Maharat Rori Picker Neiss
Maharat Rori Picker Neiss serves as the Executive Director of the Jewish Community Relations Council of St Louis. Prior to that she was the Director of Programming, Education and Community Engagement at Bais Abraham Congregation, a Modern Orthodox Jewish synagogue in University City, MO. She is one of the first graduates of Yeshivat Maharat, a pioneering institution training Orthodox Jewish women to be spiritual leaders and halakhic (Jewish legal) authorities. She previously served as Acting Executive Director for Religions for Peace-USA, Program Coordinator for the Jewish Orthodox Feminist Alliance, Assistant Director of Interreligious Affairs for the American Jewish Committee, and Secretariat for the International Jewish Committee on Interreligious Consultations, the formal Jewish representative in international, interreligious dialogue. Rori is the co-chair of the North American Interfaith Youth Network of Religions for Peace, a CLAL Rabbis Without Borders fellow, and co-editor of “InterActive Faith: The Essential Interreligious Community-Building Handbook.” She is married to Russel Neiss, a Software Engineer for Sefaria, and they have three wonderful children.
Dr. Harpreet Singh
Dr. Harpreet Singh is a scholar of South Asian traditions and languages at Harvard University. His scholarly interests range from studying the formation of religious identities in the premodern South Asia to the nationalization of religious communities in the modern era. He works with a wide range of sources in Persian, Sanskrit, Classical Panjabi, Brajbhasha, Awadhi and Urdu. His teaching responsibilities at Harvard have ranged from introductory courses on South Asian religions to advanced courses on religious nationalism and literary cultures. He co-founded the Sikh Coalition—the largest Sikh civil rights organization in North America—in the wake of hate crimes against Sikh-Americans after the September 11, 2001 attacks. He received a PhD degree in South Asian Religions from Harvard’s Committee on the Study of Religion and a MTS degree from Harvard Divinity School.

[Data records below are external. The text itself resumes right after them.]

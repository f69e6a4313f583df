//! Zip packaging of the source tree.
//!
//! The archive mirrors `zip -r release.zip ./* -x 'venv/*'`: top-level hidden
//! entries are left out the way a shell `./*` glob leaves them out, the
//! virtual environment is never shipped, and the archive never contains itself.

use crate::{PackagerError, PackagerResult};
use glob::Pattern;
use serde::{Deserialize, Serialize};
use std::fs::{self, File};
use std::io;
use std::path::{Path, PathBuf};
use tracing::{debug, info, warn};
use walkdir::{DirEntry, WalkDir};
use zip::write::SimpleFileOptions;
use zip::{CompressionMethod, ZipArchive, ZipWriter};

/// What to put into an archive and where to write it
#[derive(Debug, Clone, PartialEq, Eq)]
pub struct ArchiveSpec {
    pub source_dir: PathBuf,
    pub output_path: PathBuf,
    /// Top-level directory names left out entirely
    pub exclude_dirs: Vec<String>,
    /// Glob patterns matched against `/`-separated paths relative to the source root
    pub exclude_globs: Vec<String>,
    pub include_hidden_top_level: bool,
}

impl ArchiveSpec {
    pub fn new(source_dir: impl Into<PathBuf>, output_path: impl Into<PathBuf>) -> Self {
        Self {
            source_dir: source_dir.into(),
            output_path: output_path.into(),
            exclude_dirs: vec!["venv".to_string()],
            exclude_globs: vec![],
            include_hidden_top_level: false,
        }
    }

    pub fn with_exclude_dirs(mut self, dirs: Vec<String>) -> Self {
        self.exclude_dirs = dirs;
        self
    }

    pub fn with_exclude_globs(mut self, globs: Vec<String>) -> Self {
        self.exclude_globs = globs;
        self
    }

    pub fn with_hidden_top_level(mut self, include: bool) -> Self {
        self.include_hidden_top_level = include;
        self
    }
}

/// Result of writing an archive
#[derive(Debug, Clone, PartialEq, Eq, Serialize, Deserialize)]
pub struct ArchiveSummary {
    pub path: PathBuf,
    pub file_count: usize,
    pub total_bytes: u64,
    /// File entry names in archive order
    pub entries: Vec<String>,
}

struct EntryFilter<'a> {
    spec: &'a ArchiveSpec,
    source: &'a Path,
    output: &'a Path,
    patterns: Vec<Pattern>,
}

impl EntryFilter<'_> {
    fn excluded(&self, entry: &DirEntry) -> bool {
        if entry.depth() == 0 {
            return false;
        }

        if entry.path() == self.output {
            return true;
        }

        let name = entry.file_name().to_string_lossy();
        if entry.depth() == 1 {
            if !self.spec.include_hidden_top_level && name.starts_with('.') {
                return true;
            }
            if self.spec.exclude_dirs.iter().any(|dir| *dir == name) {
                return true;
            }
        }

        let relative = relative_name(self.source, entry.path());
        self.patterns.iter().any(|p| p.matches(&relative))
    }
}

fn relative_name(source: &Path, path: &Path) -> String {
    path.strip_prefix(source)
        .unwrap_or(path)
        .components()
        .map(|c| c.as_os_str().to_string_lossy().into_owned())
        .collect::<Vec<_>>()
        .join("/")
}

#[cfg(unix)]
fn permissions_of(metadata: &fs::Metadata) -> u32 {
    use std::os::unix::fs::PermissionsExt;
    metadata.permissions().mode() & 0o7777
}

#[cfg(not(unix))]
fn permissions_of(metadata: &fs::Metadata) -> u32 {
    if metadata.permissions().readonly() {
        0o444
    } else {
        0o644
    }
}

fn entry_options(mode: u32) -> SimpleFileOptions {
    SimpleFileOptions::default()
        .compression_method(CompressionMethod::Deflated)
        .unix_permissions(mode)
}

/// Write the archive described by `spec`
pub fn create_archive(spec: &ArchiveSpec) -> PackagerResult<ArchiveSummary> {
    create_archive_until(spec, || false)
}

/// Like [`create_archive`], but checks `stop` before each entry.
///
/// Once `stop` returns true the partial archive is removed and
/// [`PackagerError::Cancelled`] is returned.
pub fn create_archive_until<F>(spec: &ArchiveSpec, stop: F) -> PackagerResult<ArchiveSummary>
where
    F: Fn() -> bool,
{
    if !spec.source_dir.is_dir() {
        return Err(PackagerError::SourceNotFound {
            path: spec.source_dir.display().to_string(),
        });
    }

    let patterns = spec
        .exclude_globs
        .iter()
        .map(|g| Pattern::new(g))
        .collect::<Result<Vec<_>, _>>()?;

    if let Some(parent) = spec.output_path.parent() {
        if !parent.as_os_str().is_empty() {
            fs::create_dir_all(parent)?;
        }
    }

    // Created up front so that the walk can recognise (and skip) it
    let file = File::create(&spec.output_path)?;
    let output = fs::canonicalize(&spec.output_path)?;
    let source = fs::canonicalize(&spec.source_dir)?;

    let filter = EntryFilter {
        spec,
        source: &source,
        output: &output,
        patterns,
    };

    let mut writer = ZipWriter::new(file);

    let mut entries = Vec::new();
    let mut total_bytes = 0u64;

    let walker = WalkDir::new(&source)
        .min_depth(1)
        .sort_by_file_name()
        .into_iter()
        .filter_entry(|e| !filter.excluded(e));

    for entry in walker {
        if stop() {
            drop(writer);
            if let Err(e) = fs::remove_file(&spec.output_path) {
                warn!("Could not remove partial archive: {}", e);
            }
            return Err(PackagerError::Cancelled);
        }

        let entry = entry?;
        let name = relative_name(&source, entry.path());
        // Follows symlinks so linked files are shipped by content
        let metadata = fs::metadata(entry.path())?;
        let options = entry_options(permissions_of(&metadata));

        if metadata.is_dir() {
            if entry.path_is_symlink() {
                warn!("Skipping symlinked directory {}", name);
                continue;
            }
            writer.add_directory(format!("{}/", name), options)?;
            continue;
        }

        writer.start_file(name.as_str(), options)?;
        let mut source_file = File::open(entry.path())?;
        total_bytes += io::copy(&mut source_file, &mut writer)?;
        debug!("Added {}", name);
        entries.push(name);
    }

    writer.finish()?;

    info!(
        "Archived {} files from {} into {}",
        entries.len(),
        spec.source_dir.display(),
        spec.output_path.display()
    );

    Ok(ArchiveSummary {
        path: spec.output_path.clone(),
        file_count: entries.len(),
        total_bytes,
        entries,
    })
}

/// Entry names of an existing archive, directories included, in archive order
pub fn list_archive(path: &Path) -> PackagerResult<Vec<String>> {
    let mut archive = ZipArchive::new(File::open(path)?)?;
    let mut names = Vec::with_capacity(archive.len());
    for index in 0..archive.len() {
        names.push(archive.by_index(index)?.name().to_string());
    }
    Ok(names)
}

Singh currently serves on the Board of Religious, Spiritual, and Ethical Life at Harvard; the Board of Trustees of Parliament the of the World’s Religions; the Board of Trustees at the Sikh Coalition and Sikh Scholarship Foundation; and the Advisory Boards of the Pluralism Project at Harvard, and the Institute for Asian American Studies. As a member of the Harvard Chaplains, he serves the Sikh community through the Harvard Sikh Center that he founded. His HarvardX online course, Sikhism Through Its Scriptures, is open to the public.

 

Part 1 of this announcement was published on January 27th featuring Lewis Cardinal, Dr. Mary Doak, Rev. Robert Flannery, and Mahrukh Motafram.